Gajrela is essentially a creamiest version of carrot halwa — with added richness in the form of khoya (milk solids), cream, or even condensed milk. Unlike basic Gajar Ka Halwa, it tends to be more indulgent and dense, often reserved for celebrations and festive occasions.
In Indian and Pakistani desserts, kheer or phirni is the most desirable sweet dish but in winter or fall season everyone loves to grate desi gajar to make this rich and creamy carrot sweet dish that sometime switched with gajar ka halwa.
If you're wondering why this is a seasonal dessert, it's because the rich and sweet taste of 'desi gajar' cannot be substituted with the orange carrot, which is only found in the winter season.
Why You'll Love This Carrot Dessert
This recipe with khoya can easily be prepared with few ingredients using ghee, milk, sugar, and khoya that can be replaced with milk powder or condensed milk.

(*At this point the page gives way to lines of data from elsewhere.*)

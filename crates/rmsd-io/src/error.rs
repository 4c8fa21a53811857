//! Error types for reference structure input

use rmsd_algos::RmsdError;
use thiserror::Error;

/// Errors that can occur while reading a reference structure
#[derive(Error, Debug)]
pub enum IoError {
    /// Standard I/O error
    #[error("I/O error: {0}")]
    Io(#[from] std::io::Error),

    /// Parse error with location information
    #[error("Parse error at line {line}: {message}")]
    Parse {
        /// Line number where the error occurred (1-based)
        line: usize,
        /// Error message
        message: String,
    },

    /// File contains no ATOM/HETATM records
    #[error("Empty file or no atoms found")]
    EmptyFile,

    /// The structure was read but the model rejected it
    #[error("RMSD configuration failed: {0}")]
    Rmsd(#[from] RmsdError),
}

impl IoError {
    /// Create a parse error at a specific line
    pub fn parse(line: usize, message: impl Into<String>) -> Self {
        IoError::Parse {
            line,
            message: message.into(),
        }
    }
}

/// Result type for reference structure input
pub type IoResult<T> = Result<T, IoError>;
#[cfg(test)]
mod tests {
    use super::*;
    use approx::assert_relative_eq;

    fn vecs(coords: &[[f64; 3]]) -> Vec<Vector3<f64>> {
        coords.iter().map(|c| Vector3::from(*c)).collect()
    }

    fn positions() -> Vec<Vector3<f64>> {
        vecs(&[
            [0.1, 0.2, -0.3],
            [1.2, -0.4, 0.5],
            [-0.7, 1.1, 0.3],
            [0.4, 0.9, -1.2],
            [1.5, 1.0, 0.8],
        ])
    }

    fn reference() -> Vec<Vector3<f64>> {
        vecs(&[
            [0.0, 0.0, 0.0],
            [1.0, 0.1, 0.3],
            [-0.5, 1.3, 0.0],
            [0.6, 0.7, -1.0],
            [1.2, 1.4, 1.0],
        ])
    }

    const ALIGN: [f64; 5] = [0.1, 0.3, 0.2, 0.25, 0.15];
    const DISPLACE: [f64; 5] = [0.3, 0.1, 0.2, 0.15, 0.25];
    const UNIFORM: [f64; 5] = [0.2; 5];

    fn optimal(
        align: &[f64],
        displace: &[f64],
        pos: &[Vector3<f64>],
        reference: &[Vector3<f64>],
        safe: bool,
        squared: bool,
    ) -> Alignment {
        let al_eq_dis = align == displace;
        RmsdCoreData::new(align, displace, pos.to_vec(), reference)
            .unwrap()
            .optimal_alignment(safe, al_eq_dis, squared, &SolverParams::default())
            .unwrap()
    }

    /// Central-difference check of both derivative fields
    fn check_gradient<F>(eval: F, tolerance: f64)
    where
        F: Fn(&[Vector3<f64>], &[Vector3<f64>]) -> Alignment,
    {
        let pos = positions();
        let reference = reference();
        let analytic = eval(&pos, &reference);
        let eps = 1e-6;

        for i in 0..pos.len() {
            for k in 0..3 {
                let mut plus = pos.clone();
                plus[i][k] += eps;
                let mut minus = pos.clone();
                minus[i][k] -= eps;
                let numeric =
                    (eval(&plus, &reference).distance - eval(&minus, &reference).distance) / (2.0 * eps);
                assert_relative_eq!(analytic.dpositions[i][k], numeric, epsilon = tolerance);

                let mut plus = reference.clone();
                plus[i][k] += eps;
                let mut minus = reference.clone();
                minus[i][k] -= eps;
                let numeric = (eval(&pos, &plus).distance - eval(&pos, &minus).distance) / (2.0 * eps);
                assert_relative_eq!(analytic.dreference[i][k], numeric, epsilon = tolerance);
            }
        }
    }

    #[test]
    fn test_simple_gradient() {
        for squared in [true, false] {
            check_gradient(
                |p, r| simple_alignment(&ALIGN, &DISPLACE, p, r, squared).unwrap(),
                1e-6,
            );
        }
    }

    #[test]
    fn test_optimal_gradient_equal_weights() {
        for safe in [true, false] {
            for squared in [true, false] {
                check_gradient(|p, r| optimal(&UNIFORM, &UNIFORM, p, r, safe, squared), 1e-6);
            }
        }
    }

    #[test]
    fn test_optimal_gradient_different_weights() {
        for safe in [true, false] {
            for squared in [true, false] {
                check_gradient(|p, r| optimal(&ALIGN, &DISPLACE, p, r, safe, squared), 1e-6);
            }
        }
    }

    #[test]
    fn test_safe_and_fast_agree() {
        let safe = optimal(&UNIFORM, &UNIFORM, &positions(), &reference(), true, true);
        let fast = optimal(&UNIFORM, &UNIFORM, &positions(), &reference(), false, true);
        assert_relative_eq!(safe.distance, fast.distance, max_relative = 1e-8);
    }

    #[test]
    fn test_stage_errors() {
        let reference = reference();
        let mut core =
            RmsdCoreData::new(&UNIFORM, &UNIFORM, positions(), &reference).unwrap();
        assert_eq!(core.distance(true).unwrap_err(), RmsdError::NotComputed);
        assert_eq!(core.centered_positions().unwrap_err(), RmsdError::NotComputed);
        assert_eq!(core.rotation_reference_to_positions().unwrap_err(), RmsdError::NotComputed);

        core.compute_core(true, true, &SolverParams::default()).unwrap();
        assert_eq!(core.dpositions().unwrap_err(), RmsdError::DistanceNotComputed);
        assert_eq!(core.dreference().unwrap_err(), RmsdError::DistanceNotComputed);
        assert_eq!(
            core.drotation_dpositions(false).unwrap_err(),
            RmsdError::RotationDerivativeUnavailable
        );

        core.distance(false).unwrap();
        assert_eq!(core.dpositions().unwrap().len(), 5);
    }

    #[test]
    fn test_length_mismatch() {
        let reference = reference();
        let err = RmsdCoreData::new(&UNIFORM, &UNIFORM, positions()[..4].to_vec(), &reference)
            .unwrap_err();
        assert_eq!(err, RmsdError::LengthMismatch(4, 5));
        let err = simple_distance(&UNIFORM[..3], &UNIFORM, &positions(), &reference, true).unwrap_err();
        assert_eq!(err, RmsdError::LengthMismatch(3, 5));
    }

    #[test]
    fn test_identical_sets() {
        let reference = reference();
        for safe in [true, false] {
            let out = optimal(&UNIFORM, &UNIFORM, &reference, &reference, safe, true);
            assert!(out.distance.abs() < 1e-12);
            for d in out.dpositions.iter().chain(&out.dreference) {
                assert!(d.norm() < 1e-7, "derivative {d}");
            }
        }
        let out = simple_alignment(&UNIFORM, &UNIFORM, &reference, &reference, true).unwrap();
        assert_eq!(out.distance, 0.0);
    }

    #[test]
    fn test_zero_distance_sqrt_derivative() {
        let reference = reference();
        assert_eq!(
            simple_alignment(&UNIFORM, &UNIFORM, &reference, &reference, false).unwrap_err(),
            RmsdError::ZeroDistance
        );

        // a single point always superimposes exactly
        let single = vecs(&[[0.3, -0.2, 1.0]]);
        let w = [1.0];
        let mut core = RmsdCoreData::new(&w, &w, single.clone(), &single).unwrap();
        core.compute_core(true, true, &SolverParams::default()).unwrap();
        assert_eq!(core.distance(false).unwrap(), 0.0);
        assert_eq!(core.dpositions().unwrap_err(), RmsdError::ZeroDistance);
        assert_eq!(core.dreference().unwrap_err(), RmsdError::ZeroDistance);
    }

    #[test]
    fn test_recovers_rotation() {
        let reference = vecs(&[[0.0, 0.0, 0.0], [2.0, 0.0, 0.0]]);
        let pos = vecs(&[[0.0, 0.0, 0.0], [0.0, 2.0, 0.0]]);
        let w = [0.5, 0.5];
        let mut core = RmsdCoreData::new(&w, &w, pos.clone(), &reference).unwrap();
        core.compute_core(true, true, &SolverParams::default()).unwrap();
        assert!(core.distance(true).unwrap() < 1e-12);

        let r = core.rotation_reference_to_positions().unwrap();
        assert_relative_eq!(r * Vector3::new(2.0, 0.0, 0.0), Vector3::new(0.0, 2.0, 0.0), epsilon = 1e-10);
        assert_relative_eq!(
            core.rotation_positions_to_reference().unwrap(),
            r.transpose()
        );

        let aligned = core.aligned_reference_to_positions().unwrap();
        for (a, p) in aligned.iter().zip(core.centered_positions().unwrap()) {
            assert_relative_eq!(*a, p, epsilon = 1e-10);
        }
        let back = core.aligned_positions_to_reference().unwrap();
        for (b, r) in back.iter().zip(core.centered_reference().unwrap()) {
            assert_relative_eq!(*b, r, epsilon = 1e-10);
        }
        assert_relative_eq!(core.positions_center().unwrap(), Vector3::new(0.0, 1.0, 0.0));
        assert_relative_eq!(core.reference_center().unwrap(), Vector3::new(1.0, 0.0, 0.0));
    }

    #[test]
    fn test_removed_reference_center() {
        // A reference stored pre-centered gives the same answer as a raw one
        let raw = reference();
        let mut centered = raw.clone();
        let mut state = CenterState::Raw;
        state.recenter(&mut centered, &ALIGN);

        let a = RmsdCoreData::new(&ALIGN, &DISPLACE, positions(), &raw)
            .unwrap()
            .optimal_alignment(true, false, true, &SolverParams::default())
            .unwrap();
        let b = RmsdCoreData::new(&ALIGN, &DISPLACE, positions(), &centered)
            .unwrap()
            .with_reference_center(state)
            .optimal_alignment(true, false, true, &SolverParams::default())
            .unwrap();
        assert_relative_eq!(a.distance, b.distance, epsilon = 1e-12);
        for (x, y) in a.dpositions.iter().zip(&b.dpositions) {
            assert_relative_eq!(*x, *y, epsilon = 1e-10);
        }
        for (x, y) in a.dreference.iter().zip(&b.dreference) {
            assert_relative_eq!(*x, *y, epsilon = 1e-10);
        }
    }

    fn rotation_of(pos: &[Vector3<f64>], reference: &[Vector3<f64>]) -> Matrix3<f64> {
        let mut core = RmsdCoreData::new(&ALIGN, &ALIGN, pos.to_vec(), reference).unwrap();
        core.compute_core(true, true, &SolverParams::default()).unwrap();
        core.rotation_reference_to_positions().unwrap()
    }

    #[test]
    fn test_rotation_derivative_grids() {
        let pos = positions();
        let reference = reference();
        let mut core = RmsdCoreData::new(&ALIGN, &ALIGN, pos.clone(), &reference).unwrap();
        core.compute_core_with_rotation_derivative(true, true, &SolverParams::default())
            .unwrap();
        let dpos = core.drotation_dpositions(false).unwrap();
        let dref = core.drotation_dreference(false).unwrap();
        let dpos_inv = core.drotation_dpositions(true).unwrap();

        let eps = 1e-6;
        for i in 0..pos.len() {
            for x in 0..3 {
                let mut plus = pos.clone();
                plus[i][x] += eps;
                let mut minus = pos.clone();
                minus[i][x] -= eps;
                let dr_pos = (rotation_of(&plus, &reference) - rotation_of(&minus, &reference))
                    / (2.0 * eps);

                let mut plus = reference.clone();
                plus[i][x] += eps;
                let mut minus = reference.clone();
                minus[i][x] -= eps;
                let dr_ref = (rotation_of(&pos, &plus) - rotation_of(&pos, &minus)) / (2.0 * eps);

                for a in 0..3 {
                    for b in 0..3 {
                        assert_relative_eq!(dpos[a][b][i][x], dr_pos[(a, b)], epsilon = 1e-6);
                        assert_relative_eq!(dref[a][b][i][x], dr_ref[(a, b)], epsilon = 1e-6);
                        assert_eq!(dpos_inv[b][a][i], dpos[a][b][i]);
                    }
                }
            }
        }
    }
}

I prefer to use khoya as it enhances the creamy taste and smooth texture. If you don't have khoya/mawa then substitute it with milk powder or condensed milk or simply leave it. Full-fat milk is enough to make a perfect creamy blend of carrots.
- Recipe is so simple and easy to make!
- Authentic Pakistani-style taste just like homemade.

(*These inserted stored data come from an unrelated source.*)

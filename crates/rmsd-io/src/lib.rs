//! Reference structure input for rmsd-algos
//!
//! Reads a PDB structure (optionally gzip-compressed) and turns it into a
//! configured [`rmsd_algos::Rmsd`] model: coordinates become the reference,
//! occupancy the alignment weights and B-factor the displacement weights.
//!
//! # Quick Start
//!
//! ```no_run
//! use rmsd_algos::AlignmentMethod;
//! use std::path::Path;
//!
//! let frame = rmsd_io::read_pdb(Path::new("reference.pdb.gz")).unwrap();
//! let rmsd = frame.to_rmsd(AlignmentMethod::Optimal).unwrap();
//! let distance = rmsd.calculate(&frame.positions, false).unwrap();
//! ```

pub mod compress;
pub mod error;
pub mod pdb;

pub use error::{IoError, IoResult};
pub use pdb::{read_pdb, read_pdb_from, read_pdb_str, PdbFrame, PdbReader};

- Rich and creamy with khoya and full-fat milk.
- A perfect make-ahead dessert for parties or winters.
- It provides the best way to enjoy carrots. Thanks to its creamy flavor, it's loved by all!
- Only 4 to 5 ingredients needed to make it.
- Serve hot and cold in both ways it taste superb.
- Kid's favorite!

Ingredients
Red Carrots: Used grated form of Pakistani red carrots.
Clarified butter (Ghee): Used to saute the carrots.
Green Cardamom: this will add a warm and minty taste of green cardamom with a delectable aroma.
Milk: Used full-fat milk.
Sugar: White granulated or powdered sugar can be used.
Khoya/Mawa: Will add a creamy texture and enhance the taste.

How to Make Gajrela at Home
Prepare Carrots: First, remove the outer skin of the carrot to achieve a smooth texture. Rinse it, then use a grater to shred it. Avoid chopping or using a grinder. Shredded carrots will provide the ideal texture for this dessert. Do not wash the carrots after they have been grated.
Sauté in Ghee: In a hot pan, pour in clarified butter (ghee) and allow it to melt. Next, add green cardamom seeds and let them pop for a few seconds over low heat. After that, incorporate grated carrots and sauté for several minutes on medium to low heat.
Add Milk: Pour in milk, stir well, and simmer on medium-low heat until milk reduces by 70%. Stir occasionally to avoid burning.
Add Sugar & Flavor: Once milk thickens, add sugar. Stir continuously until the mixture starts to leave the sides of the pan.
Mix in Khoya: Add grated khoya or condensed milk. Cook until well combined and the ghee begins to separate.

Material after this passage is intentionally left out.